> _Task to carry out_
The answer must be every line below that holds the word "VecDeque".

Records drawn from a dataset:
···

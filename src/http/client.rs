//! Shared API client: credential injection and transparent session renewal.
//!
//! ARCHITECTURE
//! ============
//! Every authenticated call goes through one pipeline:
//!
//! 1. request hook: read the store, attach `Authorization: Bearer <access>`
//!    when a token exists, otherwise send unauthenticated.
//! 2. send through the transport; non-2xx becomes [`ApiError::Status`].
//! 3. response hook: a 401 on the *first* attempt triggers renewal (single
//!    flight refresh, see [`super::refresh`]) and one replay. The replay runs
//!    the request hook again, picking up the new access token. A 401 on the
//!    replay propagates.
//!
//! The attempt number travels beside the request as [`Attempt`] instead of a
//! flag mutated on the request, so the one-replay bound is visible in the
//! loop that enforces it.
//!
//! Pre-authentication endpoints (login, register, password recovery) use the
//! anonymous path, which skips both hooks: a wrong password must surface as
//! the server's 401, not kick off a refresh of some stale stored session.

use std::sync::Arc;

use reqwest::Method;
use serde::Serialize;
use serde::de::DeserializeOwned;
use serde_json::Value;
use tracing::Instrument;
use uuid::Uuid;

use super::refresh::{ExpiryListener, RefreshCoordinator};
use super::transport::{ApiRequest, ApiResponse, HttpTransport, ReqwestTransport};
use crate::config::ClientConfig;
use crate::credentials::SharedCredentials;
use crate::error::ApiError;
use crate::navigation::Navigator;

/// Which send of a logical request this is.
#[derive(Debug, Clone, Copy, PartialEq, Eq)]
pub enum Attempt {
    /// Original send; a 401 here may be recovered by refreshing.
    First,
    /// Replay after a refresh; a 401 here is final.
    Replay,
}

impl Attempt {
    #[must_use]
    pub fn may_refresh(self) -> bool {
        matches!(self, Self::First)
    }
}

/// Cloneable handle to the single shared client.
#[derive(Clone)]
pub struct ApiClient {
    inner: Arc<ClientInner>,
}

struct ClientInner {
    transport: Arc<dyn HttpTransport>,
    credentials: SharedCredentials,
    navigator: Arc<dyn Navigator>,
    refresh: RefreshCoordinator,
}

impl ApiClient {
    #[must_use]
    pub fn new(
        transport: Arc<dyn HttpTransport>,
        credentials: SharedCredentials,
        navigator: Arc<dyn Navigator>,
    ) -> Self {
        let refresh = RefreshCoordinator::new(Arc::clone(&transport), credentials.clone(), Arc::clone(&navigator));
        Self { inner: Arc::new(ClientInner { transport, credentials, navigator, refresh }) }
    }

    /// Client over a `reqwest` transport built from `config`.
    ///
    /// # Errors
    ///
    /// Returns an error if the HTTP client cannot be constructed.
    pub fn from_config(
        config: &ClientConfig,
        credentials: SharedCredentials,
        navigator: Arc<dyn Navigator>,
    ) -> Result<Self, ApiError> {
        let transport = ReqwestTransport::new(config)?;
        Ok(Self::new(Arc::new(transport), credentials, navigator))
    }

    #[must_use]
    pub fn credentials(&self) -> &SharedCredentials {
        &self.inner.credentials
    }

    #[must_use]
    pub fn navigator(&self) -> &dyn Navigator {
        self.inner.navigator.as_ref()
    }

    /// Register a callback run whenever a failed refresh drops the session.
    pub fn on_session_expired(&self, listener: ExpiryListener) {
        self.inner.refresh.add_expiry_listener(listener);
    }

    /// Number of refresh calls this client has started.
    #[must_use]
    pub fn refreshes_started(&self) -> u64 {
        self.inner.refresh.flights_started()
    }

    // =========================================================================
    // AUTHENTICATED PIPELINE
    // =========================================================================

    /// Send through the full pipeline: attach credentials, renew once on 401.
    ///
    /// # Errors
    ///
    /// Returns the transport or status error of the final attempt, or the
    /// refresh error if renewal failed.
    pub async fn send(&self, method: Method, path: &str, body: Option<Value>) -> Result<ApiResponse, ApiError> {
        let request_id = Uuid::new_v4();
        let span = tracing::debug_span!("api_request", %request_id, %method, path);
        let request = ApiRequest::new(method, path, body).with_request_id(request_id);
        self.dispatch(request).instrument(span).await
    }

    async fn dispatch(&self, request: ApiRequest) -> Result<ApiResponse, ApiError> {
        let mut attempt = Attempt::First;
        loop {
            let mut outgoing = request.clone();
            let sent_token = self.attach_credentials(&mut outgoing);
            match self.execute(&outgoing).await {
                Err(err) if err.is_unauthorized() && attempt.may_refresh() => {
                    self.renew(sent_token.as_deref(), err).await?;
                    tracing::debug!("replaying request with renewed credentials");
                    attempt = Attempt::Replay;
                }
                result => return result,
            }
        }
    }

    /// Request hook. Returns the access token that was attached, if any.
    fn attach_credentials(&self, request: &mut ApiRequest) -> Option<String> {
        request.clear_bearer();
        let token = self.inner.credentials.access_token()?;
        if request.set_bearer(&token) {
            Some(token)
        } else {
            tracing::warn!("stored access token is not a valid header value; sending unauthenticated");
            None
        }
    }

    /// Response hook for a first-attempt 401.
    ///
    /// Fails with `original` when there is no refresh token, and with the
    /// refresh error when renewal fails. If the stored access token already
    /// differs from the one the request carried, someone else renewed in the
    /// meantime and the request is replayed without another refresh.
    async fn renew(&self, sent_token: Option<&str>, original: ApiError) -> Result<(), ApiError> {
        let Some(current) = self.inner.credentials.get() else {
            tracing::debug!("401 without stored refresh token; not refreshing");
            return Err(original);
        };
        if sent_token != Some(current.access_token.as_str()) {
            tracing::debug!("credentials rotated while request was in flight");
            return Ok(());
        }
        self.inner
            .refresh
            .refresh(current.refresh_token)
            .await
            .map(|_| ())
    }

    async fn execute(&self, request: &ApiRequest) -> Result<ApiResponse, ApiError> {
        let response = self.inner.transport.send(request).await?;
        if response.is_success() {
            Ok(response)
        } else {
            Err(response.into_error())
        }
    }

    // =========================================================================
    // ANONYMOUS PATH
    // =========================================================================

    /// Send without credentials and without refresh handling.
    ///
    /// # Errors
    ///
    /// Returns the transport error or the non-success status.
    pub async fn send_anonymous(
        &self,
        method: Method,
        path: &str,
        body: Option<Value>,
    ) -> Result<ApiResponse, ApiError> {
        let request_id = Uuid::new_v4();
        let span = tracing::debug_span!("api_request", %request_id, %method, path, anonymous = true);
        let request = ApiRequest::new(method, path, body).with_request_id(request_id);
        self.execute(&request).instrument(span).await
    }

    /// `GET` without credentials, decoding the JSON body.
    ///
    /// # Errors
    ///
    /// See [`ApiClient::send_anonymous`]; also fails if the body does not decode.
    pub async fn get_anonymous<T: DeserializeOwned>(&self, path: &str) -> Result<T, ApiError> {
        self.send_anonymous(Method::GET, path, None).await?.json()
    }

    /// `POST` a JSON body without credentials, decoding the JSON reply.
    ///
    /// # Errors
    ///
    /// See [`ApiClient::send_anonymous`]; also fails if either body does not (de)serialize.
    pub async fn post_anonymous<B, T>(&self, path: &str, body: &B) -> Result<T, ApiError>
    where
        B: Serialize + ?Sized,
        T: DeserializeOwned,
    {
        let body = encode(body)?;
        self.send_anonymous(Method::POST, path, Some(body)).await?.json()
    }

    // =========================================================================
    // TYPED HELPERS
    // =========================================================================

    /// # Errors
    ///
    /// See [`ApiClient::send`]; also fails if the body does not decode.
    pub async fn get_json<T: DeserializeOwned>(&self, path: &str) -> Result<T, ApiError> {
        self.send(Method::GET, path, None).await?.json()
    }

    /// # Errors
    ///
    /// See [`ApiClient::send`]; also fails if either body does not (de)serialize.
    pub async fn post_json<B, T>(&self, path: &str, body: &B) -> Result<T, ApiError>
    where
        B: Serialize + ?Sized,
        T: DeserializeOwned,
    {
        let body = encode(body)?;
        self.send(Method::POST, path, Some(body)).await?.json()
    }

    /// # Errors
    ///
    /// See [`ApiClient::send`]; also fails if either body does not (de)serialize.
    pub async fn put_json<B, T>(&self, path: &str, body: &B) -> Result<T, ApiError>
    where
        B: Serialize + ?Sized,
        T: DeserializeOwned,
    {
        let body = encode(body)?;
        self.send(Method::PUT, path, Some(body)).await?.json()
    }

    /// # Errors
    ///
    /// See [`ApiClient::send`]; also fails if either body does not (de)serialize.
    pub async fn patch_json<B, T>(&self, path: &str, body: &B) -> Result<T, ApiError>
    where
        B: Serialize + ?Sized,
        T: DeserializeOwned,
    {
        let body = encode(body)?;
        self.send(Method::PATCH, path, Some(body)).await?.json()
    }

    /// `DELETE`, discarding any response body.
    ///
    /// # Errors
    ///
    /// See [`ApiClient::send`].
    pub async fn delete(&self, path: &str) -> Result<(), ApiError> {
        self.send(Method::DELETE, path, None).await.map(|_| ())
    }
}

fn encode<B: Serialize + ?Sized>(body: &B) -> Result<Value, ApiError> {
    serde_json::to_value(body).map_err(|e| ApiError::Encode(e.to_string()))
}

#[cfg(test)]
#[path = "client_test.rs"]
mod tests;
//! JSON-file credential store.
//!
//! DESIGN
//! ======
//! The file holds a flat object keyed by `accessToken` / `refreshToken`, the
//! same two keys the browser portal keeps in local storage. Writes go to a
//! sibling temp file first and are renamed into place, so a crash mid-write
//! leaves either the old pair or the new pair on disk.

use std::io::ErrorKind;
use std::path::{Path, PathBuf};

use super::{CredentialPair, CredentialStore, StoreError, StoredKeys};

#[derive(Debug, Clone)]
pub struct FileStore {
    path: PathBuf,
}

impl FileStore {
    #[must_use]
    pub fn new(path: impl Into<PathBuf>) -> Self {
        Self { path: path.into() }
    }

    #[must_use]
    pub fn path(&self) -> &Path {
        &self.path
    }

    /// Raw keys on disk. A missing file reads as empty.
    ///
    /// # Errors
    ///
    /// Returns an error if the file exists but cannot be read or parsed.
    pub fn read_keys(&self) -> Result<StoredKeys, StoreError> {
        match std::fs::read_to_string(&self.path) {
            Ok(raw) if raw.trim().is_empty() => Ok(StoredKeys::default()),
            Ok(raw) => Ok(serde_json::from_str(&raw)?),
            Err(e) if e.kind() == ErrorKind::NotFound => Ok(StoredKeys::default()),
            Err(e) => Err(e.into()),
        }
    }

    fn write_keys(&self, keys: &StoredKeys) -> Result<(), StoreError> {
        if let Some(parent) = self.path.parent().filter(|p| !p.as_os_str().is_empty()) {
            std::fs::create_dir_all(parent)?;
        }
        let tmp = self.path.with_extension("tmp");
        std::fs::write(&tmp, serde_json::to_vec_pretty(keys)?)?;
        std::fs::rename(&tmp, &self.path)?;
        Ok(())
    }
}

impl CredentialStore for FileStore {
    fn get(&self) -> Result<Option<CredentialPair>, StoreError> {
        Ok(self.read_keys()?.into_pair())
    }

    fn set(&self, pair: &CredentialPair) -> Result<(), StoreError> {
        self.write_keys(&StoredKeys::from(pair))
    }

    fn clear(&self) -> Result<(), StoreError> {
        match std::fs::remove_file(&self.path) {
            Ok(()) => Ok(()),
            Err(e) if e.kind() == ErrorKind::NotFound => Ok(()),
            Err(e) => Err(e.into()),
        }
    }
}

···

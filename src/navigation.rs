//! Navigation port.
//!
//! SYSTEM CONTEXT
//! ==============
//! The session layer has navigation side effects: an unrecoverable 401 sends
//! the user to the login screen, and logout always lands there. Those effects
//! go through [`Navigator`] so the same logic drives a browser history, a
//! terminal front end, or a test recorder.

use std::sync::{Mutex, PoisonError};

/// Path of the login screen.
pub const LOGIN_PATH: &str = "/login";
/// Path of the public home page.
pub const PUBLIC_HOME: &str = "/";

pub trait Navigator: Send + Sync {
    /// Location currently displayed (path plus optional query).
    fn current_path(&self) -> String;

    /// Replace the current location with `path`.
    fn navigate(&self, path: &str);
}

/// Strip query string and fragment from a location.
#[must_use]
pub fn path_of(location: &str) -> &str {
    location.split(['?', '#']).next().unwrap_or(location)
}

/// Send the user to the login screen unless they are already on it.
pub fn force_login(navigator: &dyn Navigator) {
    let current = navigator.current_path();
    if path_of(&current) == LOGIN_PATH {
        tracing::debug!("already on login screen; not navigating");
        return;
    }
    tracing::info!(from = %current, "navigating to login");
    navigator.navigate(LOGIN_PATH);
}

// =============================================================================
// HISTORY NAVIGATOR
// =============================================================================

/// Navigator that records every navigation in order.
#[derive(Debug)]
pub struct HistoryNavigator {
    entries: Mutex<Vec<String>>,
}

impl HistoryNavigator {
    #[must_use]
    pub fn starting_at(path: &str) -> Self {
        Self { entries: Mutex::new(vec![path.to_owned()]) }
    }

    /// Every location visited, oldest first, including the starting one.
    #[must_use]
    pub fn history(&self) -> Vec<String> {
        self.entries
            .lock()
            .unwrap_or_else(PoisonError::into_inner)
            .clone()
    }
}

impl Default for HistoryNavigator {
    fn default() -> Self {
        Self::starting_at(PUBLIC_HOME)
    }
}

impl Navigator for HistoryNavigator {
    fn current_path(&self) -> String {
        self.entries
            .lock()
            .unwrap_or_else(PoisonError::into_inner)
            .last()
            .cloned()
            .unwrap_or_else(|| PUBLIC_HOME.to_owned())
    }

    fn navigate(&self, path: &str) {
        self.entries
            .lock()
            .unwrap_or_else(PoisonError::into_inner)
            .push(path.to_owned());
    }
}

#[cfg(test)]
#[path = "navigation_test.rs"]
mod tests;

···

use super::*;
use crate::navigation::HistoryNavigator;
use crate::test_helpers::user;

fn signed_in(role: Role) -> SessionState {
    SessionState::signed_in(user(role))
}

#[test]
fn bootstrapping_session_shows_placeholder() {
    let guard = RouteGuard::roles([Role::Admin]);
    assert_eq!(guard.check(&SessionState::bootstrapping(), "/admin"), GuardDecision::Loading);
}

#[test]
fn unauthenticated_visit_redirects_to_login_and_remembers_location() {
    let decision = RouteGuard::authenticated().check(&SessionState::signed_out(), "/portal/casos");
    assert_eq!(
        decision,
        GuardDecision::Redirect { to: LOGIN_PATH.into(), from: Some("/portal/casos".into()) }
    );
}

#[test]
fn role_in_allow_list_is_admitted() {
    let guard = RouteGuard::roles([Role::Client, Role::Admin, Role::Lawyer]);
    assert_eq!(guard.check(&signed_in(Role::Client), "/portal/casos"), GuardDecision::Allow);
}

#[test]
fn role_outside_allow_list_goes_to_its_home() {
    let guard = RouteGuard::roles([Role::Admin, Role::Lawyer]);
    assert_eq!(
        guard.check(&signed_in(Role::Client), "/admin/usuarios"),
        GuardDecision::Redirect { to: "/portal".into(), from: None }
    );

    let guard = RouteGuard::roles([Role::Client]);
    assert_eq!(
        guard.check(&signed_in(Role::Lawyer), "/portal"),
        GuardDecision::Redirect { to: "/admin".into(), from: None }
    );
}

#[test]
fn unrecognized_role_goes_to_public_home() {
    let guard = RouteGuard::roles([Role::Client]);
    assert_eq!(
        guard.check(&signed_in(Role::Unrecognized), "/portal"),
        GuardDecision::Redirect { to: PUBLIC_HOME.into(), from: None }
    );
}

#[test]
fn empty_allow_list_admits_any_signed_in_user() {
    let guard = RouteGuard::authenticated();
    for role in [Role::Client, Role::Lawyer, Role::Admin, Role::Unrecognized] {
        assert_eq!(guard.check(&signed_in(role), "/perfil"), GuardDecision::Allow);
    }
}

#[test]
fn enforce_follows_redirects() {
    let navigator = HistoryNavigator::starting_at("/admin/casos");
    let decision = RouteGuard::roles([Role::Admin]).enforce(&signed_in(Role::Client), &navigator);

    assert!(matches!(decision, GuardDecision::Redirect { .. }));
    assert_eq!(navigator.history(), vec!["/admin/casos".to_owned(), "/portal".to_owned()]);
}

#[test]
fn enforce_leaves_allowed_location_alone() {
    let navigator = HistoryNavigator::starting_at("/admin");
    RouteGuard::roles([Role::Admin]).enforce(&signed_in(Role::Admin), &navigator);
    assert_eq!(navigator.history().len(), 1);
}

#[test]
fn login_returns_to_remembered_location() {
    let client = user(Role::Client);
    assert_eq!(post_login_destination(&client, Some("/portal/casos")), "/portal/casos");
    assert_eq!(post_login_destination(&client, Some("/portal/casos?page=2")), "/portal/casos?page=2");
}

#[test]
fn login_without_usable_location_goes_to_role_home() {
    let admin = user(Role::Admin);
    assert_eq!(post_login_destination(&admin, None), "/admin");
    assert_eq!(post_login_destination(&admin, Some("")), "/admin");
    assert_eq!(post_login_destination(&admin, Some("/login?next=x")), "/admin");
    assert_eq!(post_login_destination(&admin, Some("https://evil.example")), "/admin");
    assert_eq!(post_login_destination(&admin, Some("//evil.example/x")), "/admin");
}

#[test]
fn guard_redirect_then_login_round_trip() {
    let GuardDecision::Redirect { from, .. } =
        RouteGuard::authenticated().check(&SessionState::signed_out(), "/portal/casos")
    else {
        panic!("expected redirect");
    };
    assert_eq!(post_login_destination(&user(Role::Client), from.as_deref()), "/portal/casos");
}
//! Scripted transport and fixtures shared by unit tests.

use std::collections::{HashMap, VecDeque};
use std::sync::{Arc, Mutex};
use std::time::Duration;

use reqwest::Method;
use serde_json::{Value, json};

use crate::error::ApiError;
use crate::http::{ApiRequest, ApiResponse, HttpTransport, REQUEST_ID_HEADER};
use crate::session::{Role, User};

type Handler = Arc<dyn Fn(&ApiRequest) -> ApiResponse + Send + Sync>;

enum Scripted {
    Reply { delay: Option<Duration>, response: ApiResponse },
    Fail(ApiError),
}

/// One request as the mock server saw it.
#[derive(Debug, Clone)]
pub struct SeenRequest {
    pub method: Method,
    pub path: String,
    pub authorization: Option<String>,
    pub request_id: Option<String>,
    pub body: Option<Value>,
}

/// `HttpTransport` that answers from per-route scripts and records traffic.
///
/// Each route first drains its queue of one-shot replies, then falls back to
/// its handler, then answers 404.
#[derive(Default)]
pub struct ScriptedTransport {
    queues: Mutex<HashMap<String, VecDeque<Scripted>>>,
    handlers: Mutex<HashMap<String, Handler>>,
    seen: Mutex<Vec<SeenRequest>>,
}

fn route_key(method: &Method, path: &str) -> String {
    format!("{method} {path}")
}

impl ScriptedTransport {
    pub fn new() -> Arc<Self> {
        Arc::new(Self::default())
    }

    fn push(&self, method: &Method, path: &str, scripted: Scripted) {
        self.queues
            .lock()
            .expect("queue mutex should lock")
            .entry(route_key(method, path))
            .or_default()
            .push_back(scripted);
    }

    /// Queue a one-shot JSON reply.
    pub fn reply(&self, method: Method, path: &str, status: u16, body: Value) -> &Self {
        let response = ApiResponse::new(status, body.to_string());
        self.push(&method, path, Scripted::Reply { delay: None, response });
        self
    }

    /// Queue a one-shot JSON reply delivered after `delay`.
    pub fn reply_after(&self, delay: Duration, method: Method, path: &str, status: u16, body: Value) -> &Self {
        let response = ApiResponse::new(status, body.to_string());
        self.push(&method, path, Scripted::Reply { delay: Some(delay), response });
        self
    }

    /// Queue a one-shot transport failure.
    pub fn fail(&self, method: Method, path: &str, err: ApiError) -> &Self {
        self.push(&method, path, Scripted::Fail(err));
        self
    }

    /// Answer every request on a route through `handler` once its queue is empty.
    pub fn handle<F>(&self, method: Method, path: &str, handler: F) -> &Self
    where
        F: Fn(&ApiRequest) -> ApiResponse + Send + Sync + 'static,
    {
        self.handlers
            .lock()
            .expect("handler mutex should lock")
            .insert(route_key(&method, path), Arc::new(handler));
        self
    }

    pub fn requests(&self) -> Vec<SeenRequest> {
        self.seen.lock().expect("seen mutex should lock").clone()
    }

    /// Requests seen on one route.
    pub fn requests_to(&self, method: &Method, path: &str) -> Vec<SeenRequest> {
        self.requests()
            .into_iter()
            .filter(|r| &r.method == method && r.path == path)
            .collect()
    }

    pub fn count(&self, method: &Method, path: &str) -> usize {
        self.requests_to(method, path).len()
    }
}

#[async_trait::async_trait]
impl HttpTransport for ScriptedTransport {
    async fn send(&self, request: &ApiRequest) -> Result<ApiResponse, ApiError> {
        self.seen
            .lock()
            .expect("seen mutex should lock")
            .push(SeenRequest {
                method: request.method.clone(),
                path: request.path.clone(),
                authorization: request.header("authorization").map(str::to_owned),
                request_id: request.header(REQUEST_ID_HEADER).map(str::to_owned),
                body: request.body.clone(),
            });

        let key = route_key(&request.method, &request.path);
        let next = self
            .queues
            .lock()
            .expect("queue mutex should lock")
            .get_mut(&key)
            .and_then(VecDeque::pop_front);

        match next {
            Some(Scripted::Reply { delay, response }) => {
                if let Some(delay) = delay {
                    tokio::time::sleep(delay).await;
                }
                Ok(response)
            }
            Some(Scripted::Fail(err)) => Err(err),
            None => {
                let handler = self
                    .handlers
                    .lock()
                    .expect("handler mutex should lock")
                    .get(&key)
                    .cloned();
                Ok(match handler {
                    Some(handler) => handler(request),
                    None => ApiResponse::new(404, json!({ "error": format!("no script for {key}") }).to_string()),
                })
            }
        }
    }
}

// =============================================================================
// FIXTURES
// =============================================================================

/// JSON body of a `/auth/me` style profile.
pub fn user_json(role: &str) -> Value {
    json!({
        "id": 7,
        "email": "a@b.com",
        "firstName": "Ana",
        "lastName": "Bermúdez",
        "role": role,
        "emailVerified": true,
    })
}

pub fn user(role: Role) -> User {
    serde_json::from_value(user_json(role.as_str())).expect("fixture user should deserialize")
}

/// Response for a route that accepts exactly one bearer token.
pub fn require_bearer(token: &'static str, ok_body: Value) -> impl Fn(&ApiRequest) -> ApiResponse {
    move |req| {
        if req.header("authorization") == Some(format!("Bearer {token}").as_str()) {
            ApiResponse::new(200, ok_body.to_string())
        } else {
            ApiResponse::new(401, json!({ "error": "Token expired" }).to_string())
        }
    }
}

···

> _Output_
use std::collections::{HashMap, VecDeque};
    queues: Mutex<HashMap<String, VecDeque<Scripted>>>,
            .and_then(VecDeque::pop_front);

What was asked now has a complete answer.